The show on the walls when we visit is called States of Disruption, featuring artists from Australia and overseas. Photos are digitally altered, AI generated, montaged, projected, juxtaposed and physically cut up and reassembled. It presents photography as an ever-changing and, above all, democratic medium. Postponed due to the pandemic, one of Boetker-Smith’s first acts at CCP was to finally get it on the walls, adding some additional work by well-known international artists in the process.
“We have someone who’s just graduated from College a few years ago exhibiting alongside Mishka Henner, who’s been nominated for the Deutsche Börse Photography Foundation Prize, one of the biggest photography prizes in the world,” says Boetker-Smith. “If I can bring all these people together, and one local photographer gets something out of that, or gets noticed, it’s worth it.”
In the coming months, the CCP’s spaces will become more of a community hub once again, back to pre-Covid levels and beyond. Expect more talks, events, hands-on workshops and masterclasses. Expect younger audiences, from school kids and up, something for everyone.
“The reality is that in schools, photography isn’t a focus anymore,” he says. “Kids are teaching themselves. That 13-18 year old group needs support. They’re really hungry for it.” Teaching, he says, is about showing students that they’re storytellers. “They have to find the stories that mean something to them, that they’re in love with. Once they find that, then they’re going to be a good photographer. So our job is to create a space for them to find their stories, and to meet others on that journey too.”
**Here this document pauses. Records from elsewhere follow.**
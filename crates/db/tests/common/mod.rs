//! Shared fixtures for repository integration tests.
//!
//! Every test gets its own migrated in-memory SQLite database, so tests
//! never see each other's rows and need no external server.

#![allow(dead_code)]

use chrono::NaiveDate;
use sea_orm::DatabaseConnection;
use sea_orm_migration::MigratorTrait;

use libris_core::auth::validate_registration;
use libris_core::catalog::{AuthorInput, BookInput, CategoryInput};
use libris_core::lending::{LendingPolicy, LendingService};
use libris_db::migration::Migrator;
use libris_db::{
    AuthorRepository, BookRepository, BorrowRepository, CategoryRepository, ReviewRepository,
    UserRepository,
};
use libris_shared::types::{AuthorId, BookId, CategoryId, UserId};

/// A fresh, migrated database.
pub async fn setup_db() -> DatabaseConnection {
    let db = libris_db::connect_with_pool("sqlite::memory:", 1, 1)
        .await
        .expect("Failed to open in-memory database");
    Migrator::up(&db, None)
        .await
        .expect("Failed to run migrations");
    db
}

/// A fixed "today" for tests.
pub fn day(y: i32, m: u32, d: u32) -> NaiveDate {
    NaiveDate::from_ymd_opt(y, m, d).expect("valid date")
}

pub fn today() -> NaiveDate {
    day(2026, 3, 2)
}

/// Repositories sharing one database and lending policy.
pub struct Library {
    pub db: DatabaseConnection,
    pub users: UserRepository,
    pub authors: AuthorRepository,
    pub categories: CategoryRepository,
    pub books: BookRepository,
    pub borrows: BorrowRepository,
    pub reviews: ReviewRepository,
}

impl Library {
    pub async fn new() -> Self {
        Self::with_policy(LendingPolicy::default()).await
    }

    pub async fn with_policy(policy: LendingPolicy) -> Self {
        let db = setup_db().await;
        let lending = LendingService::new(policy);
        Self {
            users: UserRepository::new(db.clone()),
            authors: AuthorRepository::new(db.clone()),
            categories: CategoryRepository::new(db.clone()),
            books: BookRepository::new(db.clone()),
            borrows: BorrowRepository::new(db.clone(), lending),
            reviews: ReviewRepository::new(db.clone(), lending),
            db,
        }
    }

    /// Registers a student; the stored hash is a placeholder.
    pub async fn student(&self, username: &str) -> UserId {
        self.account(username, false).await
    }

    pub async fn staff(&self, username: &str) -> UserId {
        self.account(username, true).await
    }

    async fn account(&self, username: &str, is_staff: bool) -> UserId {
        let account = validate_registration(
            username,
            &format!("{username}@example.com"),
            "Test",
            "User",
            None,
            "password123",
            "password123",
        )
        .expect("valid registration");
        let created = self
            .users
            .register(account, "$argon2id$test_hash".to_string(), is_staff, today())
            .await
            .expect("Failed to register");
        UserId::from_uuid(created.user.id)
    }

    pub async fn author(&self, name: &str) -> AuthorId {
        let author = self
            .authors
            .create(AuthorInput::new(name, None).expect("valid author"))
            .await
            .expect("Failed to create author");
        AuthorId::from_uuid(author.id)
    }

    pub async fn category(&self, name: &str) -> CategoryId {
        let category = self
            .categories
            .create(CategoryInput::new(name, None).expect("valid category"))
            .await
            .expect("Failed to create category");
        CategoryId::from_uuid(category.id)
    }

    /// A book with `copies` copies, all on the shelf.
    pub async fn book(&self, title: &str, copies: i32) -> BookId {
        self.book_by(title, copies, None, None).await
    }

    pub async fn book_by(
        &self,
        title: &str,
        copies: i32,
        author: Option<AuthorId>,
        category: Option<CategoryId>,
    ) -> BookId {
        let input = BookInput::new(
            title, author, category, None, None, None, None, copies, copies, None,
        )
        .expect("valid book");
        let book = self
            .books
            .create(input)
            .await
            .expect("Failed to create book");
        BookId::from_uuid(book.id)
    }

    pub async fn available(&self, book: BookId) -> i32 {
        self.books
            .find_by_id(book)
            .await
            .expect("Failed to load book")
            .expect("Book should exist")
            .available_copies
    }
}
CCP is one of the only places of its kind in Australia—a not-for-profit hub for photography that can be responsive, agile and experimental. “So I want to get back to those basics: showing amazing work from Australia and overseas, and making connections across the world. Photography reflects our world back at us, and allows us to think on the big questions,” says Boetker-Smith.
He doesn’t just mean gallery-goers and art-lovers. Boetker-Smith wants to see the focus widen to anyone and everyone curious about images and visual culture. “CCP will be accessible to a broad range of people, because in reality photography touches every part of society and culture: the environment, politics, love, death… It’s not an exclusive artform. We all take photos. It’s for anyone. Everyone has a story to tell.”